RS-232-C connector ("digital photo output")
A connector for connecting a video camera to a computer’s serial port for transmitting still frames in digital form and controlling the video camera from a PC. In “sophisticated” models, instead of RS-232-C, an even faster “photo output” is built in - a USB interface. All mini-DV and Digital8 camcorders are equipped with a DV output (i. LINK or IEEE 1394 or FireWire), providing fast transmission of digital audio/video signals without loss of quality. To do this, you need to have another device that supports the DV format - a DV video recorder or a computer with a DV card. More valuable, of course, are video cameras that, in addition to output, also have a DV input. Some companies produce the same model in two versions: the so-called. "European" (without inputs) and "Asian" (with inputs). This is explained by high customs duties in Europe on the import of digital video recorders, which rightly includes a video camera with a DV input. IEEE-1394, FireWire and i. LINK are three names for the same high-speed digital serial interface, which is used to transmit any type of digital information. IEEE-1394 (IEEE - Institute of Electrical and Electronics Engineers) Designation of an interface standard developed by Apple Corporation (under the trade name FireWire). The designation is adopted by the American Institute of Electrical and Electronics Engineers (IEEE). Most mini-DV and Digital8 video cameras are equipped with an IEEE-1394 interface, through which video information, presented in digital form, is sent directly to the computer. The hardware includes an inexpensive adapter and a four- or six-wire cable. Allows you to transfer data at speeds up to 400 Mbit/s.
i. LINK
Digital input/output based on the IEEE 1394 standard. Allows you to transfer video footage to a computer. Models of video cameras with i. Link improves flexibility with interactive editing, electronic storage and distribution of images.
FireWire
Registered trademark of Apple, which took an active part in the development of the standard.
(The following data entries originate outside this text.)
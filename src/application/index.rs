//! Content Index Builder.
//!
//! Scans the loaded article set once and produces the immutable structures
//! everything else reads: the chronologically ordered article list, the tag
//! index, and per-tag counts. Built at startup and never mutated afterwards,
//! so any number of concurrent readers need no coordination.

use std::collections::HashMap;

use metrics::counter;
use serde::Serialize;
use thiserror::Error;
use tracing::debug;

use crate::domain::articles::Article;
use crate::domain::tags::{self, TagCasing};

#[derive(Debug, Error)]
pub enum IndexError {
    #[error("article `{title}` has an empty slug")]
    EmptySlug { title: String },
    #[error("duplicate article slug `{slug}`")]
    DuplicateSlug { slug: String },
}

#[derive(Debug, Clone, Copy, Default)]
pub struct IndexOptions {
    pub tag_casing: TagCasing,
}

/// One tag index entry: the articles carrying a tag, in listing order.
#[derive(Debug, Clone, PartialEq, Eq, Serialize)]
pub struct TagEntry {
    /// Normalized index key (trimmed, whitespace-collapsed, lowercased).
    pub key: String,
    /// Display label resolved by the configured casing policy.
    pub label: String,
    /// Slugs of member articles, ordered by date descending, slug ascending.
    pub slugs: Vec<String>,
}

/// Tag-to-count mapping consumed by navigation collaborators.
#[derive(Debug, Clone, PartialEq, Eq, Serialize)]
pub struct TagCount {
    pub key: String,
    pub label: String,
    pub count: usize,
}

/// The immutable content index: ordered articles plus derived tag structures.
#[derive(Debug)]
pub struct ContentIndex {
    articles: Vec<Article>,
    by_slug: HashMap<String, usize>,
    tag_index: HashMap<String, TagEntry>,
}

impl ContentIndex {
    /// Build the index from the full article set.
    ///
    /// Articles are sorted by slug ascending first and then stably by date
    /// descending, so the resulting order never depends on how the content
    /// loader happened to iterate the filesystem. An empty or duplicate slug
    /// is a configuration error that halts construction.
    pub fn build(mut articles: Vec<Article>, options: IndexOptions) -> Result<Self, IndexError> {
        for article in &articles {
            if article.slug.trim().is_empty() {
                return Err(IndexError::EmptySlug {
                    title: article.title.clone(),
                });
            }
        }

        articles.sort_by(|a, b| a.slug.cmp(&b.slug));
        for pair in articles.windows(2) {
            if pair[0].slug == pair[1].slug {
                return Err(IndexError::DuplicateSlug {
                    slug: pair[0].slug.clone(),
                });
            }
        }
        articles.sort_by(|a, b| b.date.cmp(&a.date));

        let by_slug = articles
            .iter()
            .enumerate()
            .map(|(position, article)| (article.slug.clone(), position))
            .collect();

        let tag_index = build_tag_index(&articles, options.tag_casing);

        counter!("foglio_articles_indexed_total").increment(articles.len() as u64);
        counter!("foglio_tags_indexed_total").increment(tag_index.len() as u64);
        debug!(
            articles = articles.len(),
            tags = tag_index.len(),
            "content index built"
        );

        Ok(Self {
            articles,
            by_slug,
            tag_index,
        })
    }

    /// All articles in listing order (date descending, slug ascending).
    pub fn articles(&self) -> &[Article] {
        &self.articles
    }

    pub fn len(&self) -> usize {
        self.articles.len()
    }

    pub fn is_empty(&self) -> bool {
        self.articles.is_empty()
    }

    pub fn find_by_slug(&self, slug: &str) -> Option<&Article> {
        self.by_slug
            .get(slug)
            .map(|position| &self.articles[*position])
    }

    /// Tag index entry for `tag`, normalized the same way the index was built.
    pub fn tag_entry(&self, tag: &str) -> Option<&TagEntry> {
        self.tag_index.get(&tags::normalize_key(tag))
    }

    pub fn is_known_tag(&self, tag: &str) -> bool {
        self.tag_entry(tag).is_some()
    }

    /// Per-tag article counts, ordered by count descending then key ascending.
    pub fn tag_counts(&self) -> Vec<TagCount> {
        let mut counts: Vec<TagCount> = self
            .tag_index
            .values()
            .map(|entry| TagCount {
                key: entry.key.clone(),
                label: entry.label.clone(),
                count: entry.slugs.len(),
            })
            .collect();

        counts.sort_by(|left, right| {
            right
                .count
                .cmp(&left.count)
                .then_with(|| left.key.cmp(&right.key))
        });
        counts
    }
}

fn build_tag_index(articles: &[Article], casing: TagCasing) -> HashMap<String, TagEntry> {
    let mut index: HashMap<String, TagEntry> = HashMap::new();

    // Articles are already in listing order, so entry slug lists and the
    // first-seen label both follow that order.
    for article in articles {
        for raw in &article.tags {
            let key = tags::normalize_key(raw);
            if key.is_empty() {
                continue;
            }

            let entry = index.entry(key.clone()).or_insert_with(|| TagEntry {
                label: match casing {
                    TagCasing::FirstSeen => tags::display_form(raw),
                    TagCasing::Lowercase => key.clone(),
                },
                key,
                slugs: Vec::new(),
            });

            // The same tag may appear twice in one article's tag set.
            if entry.slugs.last().map(String::as_str) != Some(article.slug.as_str()) {
                entry.slugs.push(article.slug.clone());
            }
        }
    }

    index
}

#[cfg(test)]
mod tests {
    use time::macros::date;

    use crate::domain::articles::BodySource;

    use super::*;

    fn article(slug: &str, date: time::Date, tags: &[&str]) -> Article {
        Article {
            slug: slug.to_string(),
            title: format!("Title for {slug}"),
            date,
            tags: tags.iter().map(|tag| tag.to_string()).collect(),
            summary: format!("Summary for {slug}"),
            body: BodySource {
                path: format!("content/{slug}.md").into(),
                offset: 0,
            },
        }
    }

    #[test]
    fn listing_order_is_date_descending() {
        let index = ContentIndex::build(
            vec![
                article("older", date!(2024 - 01 - 01), &[]),
                article("newer", date!(2024 - 06 - 01), &[]),
            ],
            IndexOptions::default(),
        )
        .expect("index");

        let slugs: Vec<&str> = index
            .articles()
            .iter()
            .map(|article| article.slug.as_str())
            .collect();
        assert_eq!(slugs, ["newer", "older"]);
    }

    #[test]
    fn equal_dates_break_ties_by_slug_ascending() {
        // Input order is reversed on purpose: the result must not depend on it.
        let index = ContentIndex::build(
            vec![
                article("beta", date!(2024 - 03 - 10), &[]),
                article("alpha", date!(2024 - 03 - 10), &[]),
            ],
            IndexOptions::default(),
        )
        .expect("index");

        let slugs: Vec<&str> = index
            .articles()
            .iter()
            .map(|article| article.slug.as_str())
            .collect();
        assert_eq!(slugs, ["alpha", "beta"]);
    }

    #[test]
    fn duplicate_slug_is_fatal() {
        let result = ContentIndex::build(
            vec![
                article("repeat", date!(2024 - 01 - 01), &[]),
                article("repeat", date!(2024 - 02 - 01), &[]),
            ],
            IndexOptions::default(),
        );

        assert!(matches!(
            result,
            Err(IndexError::DuplicateSlug { slug }) if slug == "repeat"
        ));
    }

    #[test]
    fn empty_slug_is_fatal() {
        let mut bad = article("x", date!(2024 - 01 - 01), &[]);
        bad.slug = "  ".to_string();

        assert!(matches!(
            ContentIndex::build(vec![bad], IndexOptions::default()),
            Err(IndexError::EmptySlug { .. })
        ));
    }

    #[test]
    fn tag_entries_hold_exactly_the_member_slugs_in_order() {
        let index = ContentIndex::build(
            vec![
                article("a", date!(2024 - 01 - 01), &["AWS"]),
                article("b", date!(2024 - 06 - 01), &["AWS", "Cloud"]),
            ],
            IndexOptions::default(),
        )
        .expect("index");

        let aws = index.tag_entry("aws").expect("aws entry");
        assert_eq!(aws.slugs, ["b", "a"]);
        assert_eq!(aws.label, "AWS");

        let cloud = index.tag_entry("Cloud").expect("cloud entry");
        assert_eq!(cloud.slugs, ["b"]);
    }

    #[test]
    fn mixed_casing_collapses_to_one_entry_with_first_seen_label() {
        let index = ContentIndex::build(
            vec![
                article("a", date!(2024 - 01 - 01), &["rust "]),
                article("b", date!(2024 - 06 - 01), &["Rust"]),
            ],
            IndexOptions::default(),
        )
        .expect("index");

        let counts = index.tag_counts();
        assert_eq!(counts.len(), 1);
        assert_eq!(counts[0].count, 2);
        // `b` sorts first (newer date), so its casing wins.
        assert_eq!(counts[0].label, "Rust");
    }

    #[test]
    fn lowercase_policy_overrides_authored_casing() {
        let index = ContentIndex::build(
            vec![article("a", date!(2024 - 01 - 01), &["GitOps"])],
            IndexOptions {
                tag_casing: TagCasing::Lowercase,
            },
        )
        .expect("index");

        assert_eq!(index.tag_counts()[0].label, "gitops");
    }

    #[test]
    fn repeated_tag_within_one_article_counts_once() {
        let index = ContentIndex::build(
            vec![article("a", date!(2024 - 01 - 01), &["Rust", "rust"])],
            IndexOptions::default(),
        )
        .expect("index");

        assert_eq!(index.tag_entry("rust").expect("entry").slugs, ["a"]);
    }

    #[test]
    fn tag_counts_order_by_count_then_key() {
        let index = ContentIndex::build(
            vec![
                article("a", date!(2024 - 01 - 01), &["zig", "ops"]),
                article("b", date!(2024 - 02 - 01), &["ops"]),
                article("c", date!(2024 - 03 - 01), &["ada"]),
            ],
            IndexOptions::default(),
        )
        .expect("index");

        let counts = index.tag_counts();
        let keys: Vec<&str> = counts.iter().map(|count| count.key.as_str()).collect();
        assert_eq!(keys, ["ops", "ada", "zig"]);
    }

    #[test]
    fn rebuild_from_shuffled_input_is_identical() {
        let set = vec![
            article("gamma", date!(2024 - 02 - 01), &["Ops"]),
            article("alpha", date!(2024 - 02 - 01), &["Ops"]),
            article("beta", date!(2024 - 05 - 01), &[]),
        ];

        let mut reversed = set.clone();
        reversed.reverse();

        let first = ContentIndex::build(set, IndexOptions::default()).expect("index");
        let second = ContentIndex::build(reversed, IndexOptions::default()).expect("index");

        assert_eq!(first.articles(), second.articles());
        assert_eq!(first.tag_counts(), second.tag_counts());
    }
}
//! Infrastructure layer: content loading and telemetry.

pub mod content;
pub mod error;
pub mod telemetry;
The name FireWire (“fire wire”) belongs to Apple and can only be used to describe its products, and in relation to such devices on PCs it is customary to use the term IEEE-1394, that is, the name of the standard itself;
Memory card
On this card you can store photographs, videos, and music electronically. It can be used to transfer images to a computer.
Memory Stick
The Memory Stick memory card, a proprietary Sony development, is capable of simultaneously storing images, speech, music, graphics and text files. Weighing only 4 grams and the size of a stick of chewing gum, the memory card is reliable, has protection against accidental erasure, a 10-pin connection for greater reliability, data transfer frequency - 20 MHz, write speed - 1.5 MB / sec., read speed - 2.45 Mb/sec. Digital still image capacity on a 4 MB card (MSA-4A): in JPEG 640x480 format SuperFine - 20 frames, Fine - 40 frames, Standard - 60 frames; in JPEG 1152x864 format SuperFine - 6 frames, Fine - 12 frames, Standard - 18 frames. Capacity of MPEG Movies on a 4 MB card (MSA-4A): in Presentation mode (320x2.6 for 15 seconds; in Video Mail mode (160x1.6 for 60 seconds.
SD Memory Card
SD card - a new standard memory card the size of a postage stamp allows you to store any type of data, including a variety of photo, video and audio formats. SD cards are currently available in capacities of 64, 32, 16 and 8 MB. By the end of 2001, SD cards with a capacity of up to 256 MB will go on sale. One 64 MB SD card contains approximately the same amount of music as one CD. Since the data transfer speed to the SD card is 2 MB/sec, dubbing from a CD will take only 30 seconds. Since the SD Memory Card is a semiconductor storage medium, vibration does not have any effect on it, that is, there is no gap in sound, which is found in rotating media such as CD or MD. Maximum audio recording time on a 64 Mb SD card: 64 minutes of high quality (128 kbps), 86 minutes of standard (96 kbps) or 129 minutes in LP mode (64 kbps).